金属部材同士を接合する方法として、摩擦攪拌接合(FSW=Friction Stir Welding)が知られている。摩擦攪拌接合とは、回転ツールを回転させつつ金属部材同士の突合部に沿って移動させ、回転ツールと金属部材との摩擦熱により突合部の金属を塑性流動させることで、金属部材同士を固相接合させるものである。
例えば、特許文献1に示す伝熱板は、蓋溝とこの蓋溝の底面に形成された凹溝を備えたベース部材と、前記蓋溝に配置される蓋板とからなり、蓋板とベース部材との突合部に対して回転ツールを移動させて摩擦攪拌接合によって一体成形されている。
特許第3818084号公報
従来の伝熱板の製造方法においては、例えば、回転ツールを右回転させる場合、進行方向左側に接合欠陥が発生する可能性があった。つまり、進行方向左側はシアー側(被接合部に対する回転ツールの外周の相対速さが、回転ツールの外周における接線速度の大きさに移動速度の大きさを加算した値となる側)であるため、メタルが強く攪拌されて高温軟化し、バリとなって排出され易いと考えられる。このため回転ツールを右回転させる場合、シアー側である進行方向左側に接合欠陥が形成される可能性があった。一方、同様の理由で、回転ツールを左回転させる場合、進行方向右側に接合欠陥が発生する可能性があった。このような接合欠陥は、接合部分の水密性及び気密性を低下させるという問題があった。
本発明は、かかる問題に鑑みてなされたものであり、接合部分の水密性及び気密性の高い伝熱板の製造方法を提供することを課題とする。
前記課題を解決するための手段として、本発明は、金属部材からなるベース部材の表面側に開口する凹溝の周囲に形成された蓋溝に、金属部材からなる蓋板を配置する蓋溝閉塞工程と、前記蓋溝の側壁と前記蓋板の側面との突合部に沿って接合用回転ツールを相対移動させて摩擦攪拌を行う接合工程と、を含む伝熱板の製造方法において、前記蓋溝閉塞工程では、前記蓋板の表面が前記ベース部材の表面よりも高い位置になるように配置し、前記接合工程では、前記蓋板が前記接合用回転ツールの進行方向に対して右側に位置する場合、前記接合用回転ツールの回転方向を右回りに設定し、前記蓋板が前記接合用回転ツールの進行方向に対して左側に位置する場合、前記接合用回転ツールの回転方向を左回りに設定することを特徴とする。

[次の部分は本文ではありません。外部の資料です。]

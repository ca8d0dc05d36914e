pub mod enrichment;
pub mod providers;
pub mod sentiment;
pub mod similarity;

pub use similarity::SimilarityRanker;
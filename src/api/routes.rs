use axum::{middleware, routing::get, Router};
use tower::ServiceBuilder;
use tower_http::{cors::CorsLayer, trace::TraceLayer};

use super::handlers;
use super::AppState;
use crate::middleware::{make_span_with_request_id, request_id_middleware};

/// Creates the main API router with all routes
pub fn create_router(state: AppState) -> Router {
    Router::new()
        .route("/health", get(handlers::health_check))
        // Recommendations
        .route("/api/recommend", get(handlers::recommend))
        .route("/api/autocomplete", get(handlers::autocomplete))
        // Provider-backed lookups
        .route("/api/details/:tmdb_id", get(handlers::movie_details))
        .route("/api/sentiment", get(handlers::sentiment))
        .route("/api/actor/:actor_id", get(handlers::actor_details))
        .layer(
            ServiceBuilder::new()
                .layer(middleware::from_fn(request_id_middleware))
                .layer(TraceLayer::new_for_http().make_span_with(make_span_with_request_id))
                .layer(CorsLayer::permissive()),
        )
        .with_state(state)
}
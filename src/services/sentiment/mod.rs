//! Review sentiment: a VADER compound scorer and a batch aggregator.
//!
//! Everything here is pure and stateless, safe to call from any handler.

mod aggregator;
mod analyzer;

pub use aggregator::{summarize, REVIEW_LIMIT};
pub use analyzer::{classify, score, NEGATIVE_THRESHOLD, POSITIVE_THRESHOLD};
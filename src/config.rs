use serde::Deserialize;

/// Application configuration loaded from environment variables
#[derive(Debug, Deserialize, Clone)]
pub struct Config {
    /// TMDB API key
    pub tmdb_api_key: String,

    /// TMDB API base URL
    #[serde(default = "default_tmdb_api_url")]
    pub tmdb_api_url: String,

    /// TMDB image CDN base URL (size segment is appended per image kind)
    #[serde(default = "default_tmdb_image_url")]
    pub tmdb_image_url: String,

    /// Per-request timeout for provider calls, in seconds
    #[serde(default = "default_provider_timeout_secs")]
    pub provider_timeout_secs: u64,

    /// Path to the corpus titles artifact
    #[serde(default = "default_titles_path")]
    pub titles_path: String,

    /// Path to the corpus vectors artifact
    #[serde(default = "default_vectors_path")]
    pub vectors_path: String,

    /// Server host address
    #[serde(default = "default_host")]
    pub host: String,

    /// Server port
    #[serde(default = "default_port")]
    pub port: u16,

    /// Log filter used when RUST_LOG is not set
    #[serde(default = "default_log_level")]
    pub log_level: String,
}

fn default_tmdb_api_url() -> String {
    "https://api.themoviedb.org/3".to_string()
}

fn default_tmdb_image_url() -> String {
    "https://image.tmdb.org/t/p".to_string()
}

fn default_provider_timeout_secs() -> u64 {
    5
}

fn default_titles_path() -> String {
    "data/movies.json".to_string()
}

fn default_vectors_path() -> String {
    "data/movie_vectors.json".to_string()
}

fn default_host() -> String {
    "127.0.0.1".to_string()
}

fn default_port() -> u16 {
    5000
}

fn default_log_level() -> String {
    "info".to_string()
}

impl Config {
    /// Load configuration from environment variables
    pub fn from_env() -> anyhow::Result<Self> {
        dotenvy::dotenv().ok();
        envy::from_env::<Config>().map_err(|e| anyhow::anyhow!("Failed to load config: {}", e))
    }

    /// Socket address string the server binds to
    pub fn bind_addr(&self) -> String {
        format!("{}:{}", self.host, self.port)
    }
}
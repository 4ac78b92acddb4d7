//! Position fingerprints and the repetition ledger.
//!
//! A fingerprint covers the full board, the side to move and all six castling
//! flags. The en-passant file is deliberately left out, so two positions that
//! differ only in a pending en-passant chance count as the same position.

use std::collections::HashMap;

use crate::game_state::board::Board;
use crate::game_state::chess_types::*;

/// Canonical, opaque encoding of a position for repetition counting.
///
/// Layout: 64 board characters (rank 1 first, `.` for empty, FEN letters for
/// pieces), then `w`/`b`, then six `0`/`1` castling flags (white king, white
/// kingside rook, white queenside rook, then the same for black).
pub fn fingerprint(board: &Board, side_to_move: Color, rights: &CastlingRights) -> String {
    let mut out = String::with_capacity(64 + 1 + 6);

    for square in Square::all() {
        out.push(match board.get(square) {
            Some(piece) => piece.fen_char(),
            None => '.',
        });
    }

    out.push(match side_to_move {
        Color::White => 'w',
        Color::Black => 'b',
    });

    for color in [Color::White, Color::Black] {
        let side = rights.side(color);
        for flag in [side.king_moved, side.kingside_rook_moved, side.queenside_rook_moved] {
            out.push(if flag { '1' } else { '0' });
        }
    }

    out
}

/// Ordered fingerprints seen so far with an occurrence count per fingerprint.
#[derive(Debug, Clone, Default, PartialEq, Eq)]
pub struct PositionHistory {
    entries: Vec<String>,
    counts: HashMap<String, u8>,
}

impl PositionHistory {
    pub fn new() -> Self {
        Self::default()
    }

    /// Rebuilds the ledger (and its counts) from persisted entries.
    pub fn from_entries(entries: Vec<String>) -> Self {
        let mut history = Self::new();
        for entry in entries {
            history.record(entry);
        }
        history
    }

    /// Records one occurrence and returns the new count for that fingerprint.
    pub fn record(&mut self, fingerprint: String) -> u8 {
        let count = self.counts.entry(fingerprint.clone()).or_insert(0);
        *count = count.saturating_add(1);
        let updated = *count;
        self.entries.push(fingerprint);
        updated
    }

    pub fn occurrences(&self, fingerprint: &str) -> u8 {
        self.counts.get(fingerprint).copied().unwrap_or(0)
    }

    /// Highest occurrence count of any position.
    pub fn max_occurrences(&self) -> u8 {
        self.counts.values().copied().max().unwrap_or(0)
    }

    pub fn entries(&self) -> &[String] {
        &self.entries
    }

    pub fn len(&self) -> usize {
        self.entries.len()
    }

    pub fn is_empty(&self) -> bool {
        self.entries.is_empty()
    }
}
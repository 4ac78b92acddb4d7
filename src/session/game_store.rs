//! Hosting many games at once.
//!
//! Each game sits behind its own `Mutex`, so moves on one game are serialized
//! while different games proceed in parallel. The outer `RwLock` is only held
//! long enough to find or insert a game.

use std::collections::HashMap;
use std::sync::Arc;

use parking_lot::{Mutex, RwLock};
use tracing::{info, warn};

use crate::chess_errors::{ChessErrors, ChessResult};
use crate::config::RefereeConfig;
use crate::game_state::chess_types::ChessMove;
use crate::session::game_session::{GameId, GameSession, MoveOutcome, SessionStatus};
use crate::session::snapshot::GameSnapshot;

/// Storage and lookup for hosted games.
///
/// Finished games stay readable until the store needs their slot.
pub trait GameStore: Send + Sync {
    /// Opens a new game for `white_player` and returns its id.
    fn create_game(&self, white_player: &str) -> ChessResult<GameId>;

    fn join_game(&self, id: GameId, black_player: &str) -> ChessResult<()>;

    /// Submits a move. With `player` set, the move is only accepted on that
    /// player's turn.
    fn submit_move(
        &self,
        id: GameId,
        player: Option<&str>,
        mv: ChessMove,
    ) -> ChessResult<MoveOutcome>;

    fn agree_draw(&self, id: GameId) -> ChessResult<()>;

    fn resign(&self, id: GameId, player: &str) -> ChessResult<()>;

    fn abandon(&self, id: GameId) -> ChessResult<()>;

    fn snapshot(&self, id: GameId) -> ChessResult<GameSnapshot>;

    /// Loads a persisted game, replacing any live game with the same id.
    fn restore(&self, snapshot: &GameSnapshot) -> ChessResult<GameId>;

    /// Ids of games still waiting for a player or in progress.
    fn active_games(&self) -> Vec<GameId>;

    /// Ids of all games `player` is seated in.
    fn player_games(&self, player: &str) -> Vec<GameId>;
}

pub struct InMemoryGameStore {
    games: RwLock<HashMap<GameId, Arc<Mutex<GameSession>>>>,
    max_games: usize,
}

impl InMemoryGameStore {
    pub fn new(max_games: usize) -> Self {
        Self {
            games: RwLock::new(HashMap::new()),
            max_games,
        }
    }

    pub fn from_config(config: &RefereeConfig) -> Self {
        Self::new(config.max_games)
    }

    pub fn len(&self) -> usize {
        self.games.read().len()
    }

    pub fn is_empty(&self) -> bool {
        self.games.read().is_empty()
    }

    fn game(&self, id: GameId) -> ChessResult<Arc<Mutex<GameSession>>> {
        self.games
            .read()
            .get(&id)
            .cloned()
            .ok_or(ChessErrors::GameNotFound(id))
    }

    fn with_game<R>(
        &self,
        id: GameId,
        f: impl FnOnce(&mut GameSession) -> ChessResult<R>,
    ) -> ChessResult<R> {
        let game = self.game(id)?;
        let mut session = game.lock();
        f(&mut *session)
    }

    /// Inserts `session`. At capacity, finished games are evicted first; only
    /// waiting and in-progress games count against `max_games`.
    fn insert(&self, session: GameSession) -> ChessResult<GameId> {
        let id = session.id();
        let mut games = self.games.write();
        if !games.contains_key(&id) && games.len() >= self.max_games {
            let before = games.len();
            games.retain(|_, game| !game.lock().status().is_terminal());
            let evicted = before - games.len();
            if evicted > 0 {
                info!(evicted, "evicted finished games");
            }
        }
        if !games.contains_key(&id) && games.len() >= self.max_games {
            warn!(max_games = self.max_games, "game store is full");
            return Err(ChessErrors::StoreFull(self.max_games));
        }
        games.insert(id, Arc::new(Mutex::new(session)));
        Ok(id)
    }

    fn ids_where(&self, keep: impl Fn(&GameSession) -> bool) -> Vec<GameId> {
        let games: Vec<_> = self.games.read().values().cloned().collect();
        let mut ids: Vec<GameId> = games
            .iter()
            .filter_map(|game| {
                let session = game.lock();
                keep(&*session).then(|| session.id())
            })
            .collect();
        ids.sort();
        ids
    }
}

impl Default for InMemoryGameStore {
    fn default() -> Self {
        Self::from_config(&RefereeConfig::default())
    }
}

impl GameStore for InMemoryGameStore {
    fn create_game(&self, white_player: &str) -> ChessResult<GameId> {
        self.insert(GameSession::new(white_player))
    }

    fn join_game(&self, id: GameId, black_player: &str) -> ChessResult<()> {
        self.with_game(id, |session| session.join(black_player))
    }

    fn submit_move(
        &self,
        id: GameId,
        player: Option<&str>,
        mv: ChessMove,
    ) -> ChessResult<MoveOutcome> {
        self.with_game(id, |session| match player {
            Some(player) => session.submit_move_as(player, mv),
            None => session.submit_move(mv),
        })
    }

    fn agree_draw(&self, id: GameId) -> ChessResult<()> {
        self.with_game(id, GameSession::agree_draw)
    }

    fn resign(&self, id: GameId, player: &str) -> ChessResult<()> {
        self.with_game(id, |session| {
            let color = session
                .color_of(player)
                .ok_or_else(|| ChessErrors::UnknownPlayer(player.to_owned()))?;
            session.resign(color)
        })
    }

    fn abandon(&self, id: GameId) -> ChessResult<()> {
        self.with_game(id, GameSession::abandon)
    }

    fn snapshot(&self, id: GameId) -> ChessResult<GameSnapshot> {
        self.with_game(id, |session| Ok(GameSnapshot::capture(session)))
    }

    fn restore(&self, snapshot: &GameSnapshot) -> ChessResult<GameId> {
        let session = snapshot.restore()?;
        let id = self.insert(session)?;
        info!(game_id = %id, "game restored from snapshot");
        Ok(id)
    }

    fn active_games(&self) -> Vec<GameId> {
        self.ids_where(|session| {
            matches!(
                session.status(),
                SessionStatus::WaitingForPlayer | SessionStatus::InProgress
            )
        })
    }

    fn player_games(&self, player: &str) -> Vec<GameId> {
        self.ids_where(|session| session.is_participant(player))
    }
}

#[cfg(test)]
mod tests {
    use super::*;
    use std::thread;

    use crate::chess_errors::MoveRejected;

    fn mv(text: &str) -> ChessMove {
        text.parse().expect("move should parse")
    }

    fn started(store: &InMemoryGameStore, white: &str, black: &str) -> GameId {
        let id = store.create_game(white).expect("game should be created");
        store.join_game(id, black).expect("black should join");
        id
    }

    #[test]
    fn unknown_games_are_reported() {
        let store = InMemoryGameStore::default();
        let missing = GameId::new_v4();
        assert!(matches!(
            store.submit_move(missing, None, mv("e2-e4")),
            Err(ChessErrors::GameNotFound(id)) if id == missing
        ));
        assert!(matches!(
            store.snapshot(missing),
            Err(ChessErrors::GameNotFound(_))
        ));
    }

    #[test]
    fn capacity_is_enforced() {
        let store = InMemoryGameStore::new(1);
        store.create_game("alice").expect("first game fits");
        assert!(matches!(
            store.create_game("bob"),
            Err(ChessErrors::StoreFull(1))
        ));
        assert_eq!(store.len(), 1);
    }

    #[test]
    fn finished_games_make_room() {
        let store = InMemoryGameStore::new(2);
        let first = store.create_game("alice").expect("first game fits");
        let second = started(&store, "bob", "carol");
        assert!(matches!(
            store.create_game("dave"),
            Err(ChessErrors::StoreFull(2))
        ));

        store.abandon(first).expect("waiting game can be abandoned");
        store.resign(second, "carol").expect("carol may resign");
        assert!(store.active_games().is_empty());
        // Finished games remain visible until their slot is needed.
        assert_eq!(store.player_games("carol"), vec![second]);

        let late = store.create_game("late").expect("finished games are evicted");
        assert_eq!(store.active_games(), vec![late]);
        assert_eq!(store.len(), 1);
        assert!(matches!(
            store.snapshot(first),
            Err(ChessErrors::GameNotFound(_))
        ));
    }

    #[test]
    fn listings_follow_status_and_seats() {
        let store = InMemoryGameStore::default();
        let first = started(&store, "alice", "bob");
        let second = store.create_game("carol").expect("game should be created");
        let third = started(&store, "bob", "dave");

        store.resign(third, "dave").expect("dave may resign");

        let mut active = vec![first, second];
        active.sort();
        assert_eq!(store.active_games(), active);

        let mut bobs = vec![first, third];
        bobs.sort();
        assert_eq!(store.player_games("bob"), bobs);
        assert!(store.player_games("erin").is_empty());
        assert!(matches!(
            store.resign(first, "erin"),
            Err(ChessErrors::UnknownPlayer(_))
        ));
    }

    #[test]
    fn snapshots_restore_into_another_store() {
        let store = InMemoryGameStore::default();
        let id = started(&store, "alice", "bob");
        store
            .submit_move(id, Some("alice"), mv("d2-d4"))
            .expect("alice is on move");

        let snapshot = store.snapshot(id).expect("snapshot");
        let other = InMemoryGameStore::default();
        assert_eq!(other.restore(&snapshot).expect("restore"), id);
        other
            .submit_move(id, Some("bob"), mv("d7-d5"))
            .expect("bob is on move after restore");
    }

    #[test]
    fn games_progress_in_parallel() {
        let store = Arc::new(InMemoryGameStore::default());
        let ids: Vec<GameId> = (0..8)
            .map(|n| started(&store, &format!("white{n}"), &format!("black{n}")))
            .collect();

        let handles: Vec<_> = ids
            .iter()
            .map(|&id| {
                let store = Arc::clone(&store);
                thread::spawn(move || {
                    for text in ["g1-f3", "g8-f6", "f3-g1", "f6-g8"] {
                        store
                            .submit_move(id, None, mv(text))
                            .expect("shuffle move should be legal");
                    }
                })
            })
            .collect();
        for handle in handles {
            handle.join().expect("worker should finish");
        }

        for id in ids {
            let snapshot = store.snapshot(id).expect("snapshot");
            assert_eq!(snapshot.move_history.len(), 4);
            assert_eq!(snapshot.position_history.len(), 5);
        }
    }

    #[test]
    fn racing_moves_on_one_game_are_serialized() {
        let store = Arc::new(InMemoryGameStore::default());
        let id = started(&store, "alice", "bob");

        let handles: Vec<_> = (0..4)
            .map(|_| {
                let store = Arc::clone(&store);
                thread::spawn(move || store.submit_move(id, None, mv("e2-e4")))
            })
            .collect();
        let results: Vec<_> = handles
            .into_iter()
            .map(|handle| handle.join().expect("worker should finish"))
            .collect();

        assert_eq!(results.iter().filter(|result| result.is_ok()).count(), 1);
        for result in results.iter().filter(|result| result.is_err()) {
            assert!(matches!(
                result,
                Err(ChessErrors::IllegalMove(MoveRejected::EmptyOrigin(_)))
            ));
        }
        assert_eq!(store.snapshot(id).expect("snapshot").move_history.len(), 1);
    }
}
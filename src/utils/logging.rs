//! `tracing` subscriber setup for the binaries.

use tracing_subscriber::EnvFilter;

/// Installs a formatted subscriber filtered by `filter` (`RUST_LOG` syntax).
///
/// `RUST_LOG`, when set, wins over `filter`. Calling this twice is harmless:
/// the second installation attempt is ignored.
pub fn init_tracing(filter: &str) {
    let env_filter = EnvFilter::try_from_default_env()
        .or_else(|_| EnvFilter::try_new(filter))
        .unwrap_or_else(|_| EnvFilter::new("info"));

    let _ = tracing_subscriber::fmt()
        .with_env_filter(env_filter)
        .with_target(false)
        .try_init();
}
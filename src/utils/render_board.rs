//! Terminal-oriented board renderer.
//!
//! Prints the storage codes (`WK`, `BP`, `--`) rank 8 first, which is what the
//! command-line host shows and what log lines carry at `debug` level.

use crate::game_state::board::Board;
use crate::game_state::chess_types::Square;

const EMPTY_CODE: &str = "--";

pub fn render_board(board: &Board) -> String {
    let mut out = String::new();

    for row in (0..8i8).rev() {
        out.push(char::from(b'1' + row as u8));
        out.push(' ');

        for col in 0..8i8 {
            match Square::new(row, col).and_then(|square| board.get(square)) {
                Some(piece) => out.push_str(&piece.code()),
                None => out.push_str(EMPTY_CODE),
            }
            out.push(' ');
        }

        out.push('\n');
    }

    out.push_str("  a  b  c  d  e  f  g  h");
    out
}
//! Line-oriented host for refereed games.
//!
//! Reads one command per line from stdin and prints one response:
//!
//! ```text
//! new <white>                  open a game, prints its id
//! join <id> <black>            seat the second player
//! move <id> <e2-e4> [player]   submit a move (e7-e8=Q for promotions)
//! show <id>                    board, status and FEN
//! draw <id> | abandon <id>     end by agreement / give up the game
//! resign <id> <player>
//! list [player]                active games, or one player's games
//! save <id>                    snapshot as JSON
//! load <json>                  restore a snapshot
//! quit
//! ```

use std::io::{self, BufRead, Write};

use tracing::{error, info};
use uuid::Uuid;

use chess_referee::chess_errors::{ChessErrors, ChessResult};
use chess_referee::config::RefereeConfig;
use chess_referee::game_state::chess_types::ChessMove;
use chess_referee::session::game_store::{GameStore, InMemoryGameStore};
use chess_referee::session::snapshot::GameSnapshot;
use chess_referee::utils::fen::generate_fen;
use chess_referee::utils::logging::init_tracing;
use chess_referee::utils::render_board::render_board;

fn parse_id(token: Option<&str>) -> ChessResult<Uuid> {
    let token = token.ok_or_else(|| ChessErrors::InvalidMoveNotation("missing game id".to_owned()))?;
    Uuid::parse_str(token)
        .map_err(|_| ChessErrors::InvalidMoveNotation(format!("bad game id {token:?}")))
}

fn required<'a>(token: Option<&'a str>, what: &str) -> ChessResult<&'a str> {
    token.ok_or_else(|| ChessErrors::InvalidMoveNotation(format!("missing {what}")))
}

fn run_command(store: &dyn GameStore, line: &str) -> ChessResult<String> {
    let (command, rest) = line.split_once(' ').unwrap_or((line, ""));
    let mut args = rest.split_whitespace();

    match command {
        "new" => {
            let white = required(args.next(), "player name")?;
            Ok(store.create_game(white)?.to_string())
        }
        "join" => {
            let id = parse_id(args.next())?;
            store.join_game(id, required(args.next(), "player name")?)?;
            Ok("ok".to_owned())
        }
        "move" => {
            let id = parse_id(args.next())?;
            let mv: ChessMove = required(args.next(), "move")?.parse()?;
            let outcome = store.submit_move(id, args.next(), mv)?;
            Ok(format!("{} {:?}", outcome.notation, outcome.status))
        }
        "show" => {
            let id = parse_id(args.next())?;
            let session = store.snapshot(id)?.restore()?;
            Ok(format!(
                "{}\n{:?} / {:?}\n{}",
                render_board(&session.state().board),
                session.status(),
                session.state().status(),
                generate_fen(session.state())
            ))
        }
        "draw" => {
            store.agree_draw(parse_id(args.next())?)?;
            Ok("ok".to_owned())
        }
        "abandon" => {
            store.abandon(parse_id(args.next())?)?;
            Ok("ok".to_owned())
        }
        "resign" => {
            let id = parse_id(args.next())?;
            store.resign(id, required(args.next(), "player name")?)?;
            Ok("ok".to_owned())
        }
        "list" => {
            let ids = match args.next() {
                Some(player) => store.player_games(player),
                None => store.active_games(),
            };
            Ok(ids
                .iter()
                .map(Uuid::to_string)
                .collect::<Vec<_>>()
                .join("\n"))
        }
        "save" => store.snapshot(parse_id(args.next())?)?.to_json(),
        "load" => {
            let snapshot = GameSnapshot::from_json(rest)?;
            Ok(store.restore(&snapshot)?.to_string())
        }
        other => Err(ChessErrors::InvalidMoveNotation(format!(
            "unknown command {other:?}"
        ))),
    }
}

fn main() {
    dotenv::dotenv().ok();
    let config = RefereeConfig::from_env();
    init_tracing(&config.log_filter);
    info!(max_games = config.max_games, "chess referee ready");

    let store = InMemoryGameStore::from_config(&config);
    let stdin = io::stdin();
    let mut stdout = io::stdout();

    for line in stdin.lock().lines() {
        let line = match line {
            Ok(line) => line,
            Err(err) => {
                error!(%err, "failed to read stdin");
                break;
            }
        };
        let trimmed = line.trim();
        if trimmed.is_empty() {
            continue;
        }
        if trimmed == "quit" {
            break;
        }

        match run_command(&store, trimmed) {
            Ok(response) => println!("{response}"),
            Err(err) => println!("error: {err}"),
        }
        stdout.flush().ok();
    }
}

#[cfg(test)]
mod tests {
    use super::*;

    #[test]
    fn scripted_game_to_checkmate() {
        let store = InMemoryGameStore::default();
        let id = run_command(&store, "new alice").expect("new game");
        run_command(&store, &format!("join {id} bob")).expect("join");

        for mv in ["f2-f3", "e7-e5", "g2-g4"] {
            run_command(&store, &format!("move {id} {mv}")).expect("move");
        }
        let last = run_command(&store, &format!("move {id} d8-h4 bob")).expect("mate");
        assert!(last.starts_with("d8-h4 Checkmate"));

        let shown = run_command(&store, &format!("show {id}")).expect("show");
        assert!(shown.contains("BlackWon"));
        assert!(run_command(&store, "list").expect("list").is_empty());
    }

    #[test]
    fn bad_input_is_reported_not_fatal() {
        let store = InMemoryGameStore::default();
        assert!(run_command(&store, "fly away").is_err());
        assert!(run_command(&store, "move not-a-uuid e2-e4").is_err());
        let id = run_command(&store, "new alice").expect("new game");
        assert!(run_command(&store, &format!("move {id} e2-e4")).is_err());
        assert!(run_command(&store, &format!("move {id} e2e4")).is_err());
    }

    #[test]
    fn save_and_load_round_trip() {
        let store = InMemoryGameStore::default();
        let id = run_command(&store, "new alice").expect("new game");
        run_command(&store, &format!("join {id} bob")).expect("join");
        run_command(&store, &format!("move {id} e2-e4")).expect("move");
        let json = run_command(&store, &format!("save {id}")).expect("save");

        let other = InMemoryGameStore::default();
        let loaded = run_command(&other, &format!("load {json}")).expect("load");
        assert_eq!(loaded, id);
    }
}
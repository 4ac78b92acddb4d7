//! Crate root module declarations for the chess referee.
//!
//! The referee validates moves, applies them, and decides check, mate and the
//! draw rules for games hosted in sessions. Layers, bottom-up: board and
//! position types, the rule functions, the pure `GameState`, and the session
//! layer that seats players and stores games.

pub mod chess_errors;
pub mod config;

pub mod game_state {
    pub mod board;
    pub mod chess_rules;
    pub mod chess_types;
    pub mod game_state;
    pub mod position_history;
}

pub mod rules {
    pub mod check_detection;
    pub mod draw_detection;
    pub mod legal_moves;
    pub mod move_geometry;
    pub mod special_moves;
}

pub mod session {
    pub mod game_session;
    pub mod game_store;
    pub mod snapshot;
}

pub mod utils {
    pub mod algebraic;
    pub mod fen;
    pub mod logging;
    pub mod render_board;
}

また、本発明は、金属部材からなるベース部材の表面側に開口する凹溝の周囲に形成された蓋溝に、金属部材からなる蓋板を配置する蓋溝閉塞工程と、前記蓋溝の側壁と前記蓋板の側面との突合部に沿って接合用回転ツールを相対移動させて摩擦攪拌を行う接合工程と、を含む伝熱板の製造方法であって、前記蓋溝閉塞工程では、前記蓋板の表面が前記ベース部材の表面よりも低い位置になるように配置し、前記接合工程では、前記蓋板が前記接合用回転ツールの進行方向に対して右側に位置する場合、前記接合用回転ツールの回転方向を左回りに設定し、前記蓋板が前記接合用回転ツールの進行方向に対して左側に位置する場合、前記接合用回転ツールの回転方向を右回りに設定することを特徴とする。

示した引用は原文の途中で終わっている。